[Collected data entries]
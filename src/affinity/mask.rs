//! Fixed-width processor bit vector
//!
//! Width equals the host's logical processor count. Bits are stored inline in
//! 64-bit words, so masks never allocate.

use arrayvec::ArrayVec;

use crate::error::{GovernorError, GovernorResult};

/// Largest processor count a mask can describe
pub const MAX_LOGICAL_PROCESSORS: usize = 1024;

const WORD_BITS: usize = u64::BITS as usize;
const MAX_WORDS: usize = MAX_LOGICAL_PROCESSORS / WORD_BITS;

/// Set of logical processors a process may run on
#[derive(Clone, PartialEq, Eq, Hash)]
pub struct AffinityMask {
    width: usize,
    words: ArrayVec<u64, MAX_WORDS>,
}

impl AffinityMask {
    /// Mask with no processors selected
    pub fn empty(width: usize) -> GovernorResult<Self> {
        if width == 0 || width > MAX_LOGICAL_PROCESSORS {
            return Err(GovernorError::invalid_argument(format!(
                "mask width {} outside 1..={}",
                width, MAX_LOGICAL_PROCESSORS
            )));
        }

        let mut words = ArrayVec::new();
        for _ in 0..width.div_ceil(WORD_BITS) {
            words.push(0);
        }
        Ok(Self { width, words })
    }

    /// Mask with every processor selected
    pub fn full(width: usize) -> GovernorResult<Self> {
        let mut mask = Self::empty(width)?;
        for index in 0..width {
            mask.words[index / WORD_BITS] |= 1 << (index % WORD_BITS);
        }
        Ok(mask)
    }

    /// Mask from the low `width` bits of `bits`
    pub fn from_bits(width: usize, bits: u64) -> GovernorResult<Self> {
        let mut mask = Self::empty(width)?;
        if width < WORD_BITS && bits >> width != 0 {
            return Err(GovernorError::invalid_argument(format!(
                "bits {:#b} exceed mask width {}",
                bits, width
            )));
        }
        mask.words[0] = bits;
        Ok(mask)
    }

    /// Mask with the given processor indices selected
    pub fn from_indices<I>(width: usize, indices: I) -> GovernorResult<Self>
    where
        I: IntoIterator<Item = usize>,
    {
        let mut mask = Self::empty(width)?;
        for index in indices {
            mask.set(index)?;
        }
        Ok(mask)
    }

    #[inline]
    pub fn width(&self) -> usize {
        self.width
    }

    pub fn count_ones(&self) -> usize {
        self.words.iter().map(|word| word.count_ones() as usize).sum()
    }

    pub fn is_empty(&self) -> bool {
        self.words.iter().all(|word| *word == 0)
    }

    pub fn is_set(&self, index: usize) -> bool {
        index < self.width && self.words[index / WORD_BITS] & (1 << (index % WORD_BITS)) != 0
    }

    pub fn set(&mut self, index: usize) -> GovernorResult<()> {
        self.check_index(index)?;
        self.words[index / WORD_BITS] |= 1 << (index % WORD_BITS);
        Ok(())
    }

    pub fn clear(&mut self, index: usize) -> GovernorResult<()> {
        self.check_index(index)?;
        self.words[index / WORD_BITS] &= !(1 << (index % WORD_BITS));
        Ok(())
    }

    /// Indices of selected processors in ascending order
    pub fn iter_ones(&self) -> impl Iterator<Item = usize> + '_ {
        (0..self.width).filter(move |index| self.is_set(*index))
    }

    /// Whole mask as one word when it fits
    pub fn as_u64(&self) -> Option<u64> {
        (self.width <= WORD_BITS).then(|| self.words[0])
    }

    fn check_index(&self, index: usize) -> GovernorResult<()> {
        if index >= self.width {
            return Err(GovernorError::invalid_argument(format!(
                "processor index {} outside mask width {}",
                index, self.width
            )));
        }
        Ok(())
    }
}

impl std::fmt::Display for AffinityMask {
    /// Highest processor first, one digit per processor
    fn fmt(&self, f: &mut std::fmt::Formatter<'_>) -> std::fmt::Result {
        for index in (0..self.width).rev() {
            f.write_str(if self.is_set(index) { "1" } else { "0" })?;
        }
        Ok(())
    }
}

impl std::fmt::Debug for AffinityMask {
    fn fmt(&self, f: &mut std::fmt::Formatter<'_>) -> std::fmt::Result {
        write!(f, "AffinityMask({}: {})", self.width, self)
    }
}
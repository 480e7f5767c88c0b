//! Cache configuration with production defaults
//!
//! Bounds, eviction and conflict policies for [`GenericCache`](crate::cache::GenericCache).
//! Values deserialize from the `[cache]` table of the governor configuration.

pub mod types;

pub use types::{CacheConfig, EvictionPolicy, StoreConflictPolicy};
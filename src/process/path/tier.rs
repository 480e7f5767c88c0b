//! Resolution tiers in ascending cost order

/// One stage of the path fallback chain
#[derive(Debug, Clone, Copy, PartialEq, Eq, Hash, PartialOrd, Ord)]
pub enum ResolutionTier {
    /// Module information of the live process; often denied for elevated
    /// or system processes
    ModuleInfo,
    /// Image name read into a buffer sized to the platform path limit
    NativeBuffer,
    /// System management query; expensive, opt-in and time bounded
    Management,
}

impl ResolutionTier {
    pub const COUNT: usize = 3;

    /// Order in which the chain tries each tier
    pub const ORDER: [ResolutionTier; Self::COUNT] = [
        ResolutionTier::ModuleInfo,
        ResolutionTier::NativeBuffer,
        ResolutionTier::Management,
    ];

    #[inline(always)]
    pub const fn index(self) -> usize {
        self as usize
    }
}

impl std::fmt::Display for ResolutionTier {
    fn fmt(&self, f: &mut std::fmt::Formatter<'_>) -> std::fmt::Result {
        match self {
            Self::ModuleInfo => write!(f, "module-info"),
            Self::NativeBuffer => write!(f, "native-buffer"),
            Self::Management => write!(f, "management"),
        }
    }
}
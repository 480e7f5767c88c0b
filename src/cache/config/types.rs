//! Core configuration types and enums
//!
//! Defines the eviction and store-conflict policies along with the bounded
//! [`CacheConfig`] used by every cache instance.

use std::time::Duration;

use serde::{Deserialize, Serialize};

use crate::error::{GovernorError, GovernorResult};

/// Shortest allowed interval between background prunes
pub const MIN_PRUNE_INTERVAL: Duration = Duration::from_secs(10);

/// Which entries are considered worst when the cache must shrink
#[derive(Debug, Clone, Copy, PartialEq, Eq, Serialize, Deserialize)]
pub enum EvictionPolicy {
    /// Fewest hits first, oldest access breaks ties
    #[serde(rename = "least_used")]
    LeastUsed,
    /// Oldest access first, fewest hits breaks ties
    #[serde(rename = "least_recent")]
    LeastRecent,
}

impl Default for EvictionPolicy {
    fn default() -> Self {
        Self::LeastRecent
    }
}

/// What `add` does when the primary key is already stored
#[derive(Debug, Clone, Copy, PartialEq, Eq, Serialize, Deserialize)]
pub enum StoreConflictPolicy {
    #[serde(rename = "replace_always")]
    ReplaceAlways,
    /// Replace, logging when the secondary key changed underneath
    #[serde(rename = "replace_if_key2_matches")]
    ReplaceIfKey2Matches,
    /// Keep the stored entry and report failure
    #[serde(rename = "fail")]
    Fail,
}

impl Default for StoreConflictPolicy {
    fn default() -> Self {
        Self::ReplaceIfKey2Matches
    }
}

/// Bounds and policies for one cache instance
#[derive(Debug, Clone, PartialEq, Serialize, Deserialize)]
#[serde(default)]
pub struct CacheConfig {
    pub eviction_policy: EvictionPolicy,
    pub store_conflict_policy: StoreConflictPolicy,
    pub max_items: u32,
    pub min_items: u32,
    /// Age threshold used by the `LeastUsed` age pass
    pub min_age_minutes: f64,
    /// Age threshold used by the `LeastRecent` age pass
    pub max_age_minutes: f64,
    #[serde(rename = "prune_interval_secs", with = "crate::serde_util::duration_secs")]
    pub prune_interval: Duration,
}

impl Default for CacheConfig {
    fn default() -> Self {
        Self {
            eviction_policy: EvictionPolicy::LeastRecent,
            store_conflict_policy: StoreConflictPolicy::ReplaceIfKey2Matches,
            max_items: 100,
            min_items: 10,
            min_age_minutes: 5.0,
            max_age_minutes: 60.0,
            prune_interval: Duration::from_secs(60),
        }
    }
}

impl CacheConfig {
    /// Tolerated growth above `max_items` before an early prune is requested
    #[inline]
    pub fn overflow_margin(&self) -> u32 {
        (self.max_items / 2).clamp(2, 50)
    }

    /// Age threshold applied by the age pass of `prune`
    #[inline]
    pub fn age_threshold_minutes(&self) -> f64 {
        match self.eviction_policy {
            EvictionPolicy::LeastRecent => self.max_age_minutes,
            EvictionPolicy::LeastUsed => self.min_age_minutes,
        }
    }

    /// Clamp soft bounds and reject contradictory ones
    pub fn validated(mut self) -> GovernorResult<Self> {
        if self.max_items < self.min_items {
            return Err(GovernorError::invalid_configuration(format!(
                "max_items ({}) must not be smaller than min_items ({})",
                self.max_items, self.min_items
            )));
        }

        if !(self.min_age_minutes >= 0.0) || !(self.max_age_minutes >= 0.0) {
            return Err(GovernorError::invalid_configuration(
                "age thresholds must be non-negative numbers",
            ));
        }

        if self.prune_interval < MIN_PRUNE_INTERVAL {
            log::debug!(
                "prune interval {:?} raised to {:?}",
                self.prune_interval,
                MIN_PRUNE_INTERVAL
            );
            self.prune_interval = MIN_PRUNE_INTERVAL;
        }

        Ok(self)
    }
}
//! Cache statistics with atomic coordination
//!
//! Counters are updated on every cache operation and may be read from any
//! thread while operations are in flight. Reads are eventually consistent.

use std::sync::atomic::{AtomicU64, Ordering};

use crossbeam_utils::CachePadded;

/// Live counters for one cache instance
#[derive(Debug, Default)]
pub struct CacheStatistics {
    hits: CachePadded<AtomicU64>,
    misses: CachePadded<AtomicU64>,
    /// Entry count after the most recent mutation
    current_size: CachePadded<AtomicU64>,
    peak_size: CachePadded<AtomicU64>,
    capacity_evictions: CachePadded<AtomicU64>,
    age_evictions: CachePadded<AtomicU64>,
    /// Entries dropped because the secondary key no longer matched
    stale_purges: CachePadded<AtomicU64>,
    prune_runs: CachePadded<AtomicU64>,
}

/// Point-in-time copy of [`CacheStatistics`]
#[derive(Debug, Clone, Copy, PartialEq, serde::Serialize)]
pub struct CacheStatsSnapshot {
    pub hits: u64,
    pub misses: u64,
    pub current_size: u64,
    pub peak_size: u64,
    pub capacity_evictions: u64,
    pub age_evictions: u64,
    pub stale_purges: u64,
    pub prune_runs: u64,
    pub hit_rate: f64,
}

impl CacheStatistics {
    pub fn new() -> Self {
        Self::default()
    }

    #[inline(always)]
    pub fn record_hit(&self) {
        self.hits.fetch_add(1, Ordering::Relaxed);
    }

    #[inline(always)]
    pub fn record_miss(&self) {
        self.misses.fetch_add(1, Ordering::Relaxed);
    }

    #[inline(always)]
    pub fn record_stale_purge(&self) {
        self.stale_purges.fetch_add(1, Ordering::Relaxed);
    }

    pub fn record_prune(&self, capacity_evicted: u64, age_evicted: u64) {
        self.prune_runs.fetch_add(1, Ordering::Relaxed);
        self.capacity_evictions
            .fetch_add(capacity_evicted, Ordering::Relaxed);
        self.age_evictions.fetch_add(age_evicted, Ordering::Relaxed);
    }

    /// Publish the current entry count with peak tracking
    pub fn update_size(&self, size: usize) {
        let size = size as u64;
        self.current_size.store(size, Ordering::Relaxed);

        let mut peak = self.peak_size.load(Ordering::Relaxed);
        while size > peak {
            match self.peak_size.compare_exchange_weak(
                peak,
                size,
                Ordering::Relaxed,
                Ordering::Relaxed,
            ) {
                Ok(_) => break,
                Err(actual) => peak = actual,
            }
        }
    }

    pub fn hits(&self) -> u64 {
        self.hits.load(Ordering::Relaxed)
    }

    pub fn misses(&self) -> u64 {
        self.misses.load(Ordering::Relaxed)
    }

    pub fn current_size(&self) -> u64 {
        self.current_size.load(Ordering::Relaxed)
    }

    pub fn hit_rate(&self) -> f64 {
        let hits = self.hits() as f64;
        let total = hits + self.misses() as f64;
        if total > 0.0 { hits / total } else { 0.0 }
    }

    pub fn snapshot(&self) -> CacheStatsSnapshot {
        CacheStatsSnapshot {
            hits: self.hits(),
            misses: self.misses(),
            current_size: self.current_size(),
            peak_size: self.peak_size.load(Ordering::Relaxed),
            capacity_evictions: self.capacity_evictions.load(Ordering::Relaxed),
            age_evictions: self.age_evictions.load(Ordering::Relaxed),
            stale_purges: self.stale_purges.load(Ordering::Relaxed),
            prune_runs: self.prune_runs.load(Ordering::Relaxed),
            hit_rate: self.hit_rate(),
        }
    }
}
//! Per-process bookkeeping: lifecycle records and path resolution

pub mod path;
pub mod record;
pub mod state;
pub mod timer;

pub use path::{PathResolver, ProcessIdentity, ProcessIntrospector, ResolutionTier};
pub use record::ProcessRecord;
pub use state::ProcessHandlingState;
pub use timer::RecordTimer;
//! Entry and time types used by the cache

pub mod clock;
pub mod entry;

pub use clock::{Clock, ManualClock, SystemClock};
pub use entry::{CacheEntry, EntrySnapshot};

§ PROBLEM TO SOLVE: Using the records above, copy each line that contains "ResolutionTier".

§ TASK RESULT:
pub enum ResolutionTier {
impl ResolutionTier {
    pub const ORDER: [ResolutionTier; Self::COUNT] = [
        ResolutionTier::ModuleInfo,
        ResolutionTier::NativeBuffer,
        ResolutionTier::Management,
impl std::fmt::Display for ResolutionTier {
pub use path::{PathResolver, ProcessIdentity, ProcessIntrospector, ResolutionTier};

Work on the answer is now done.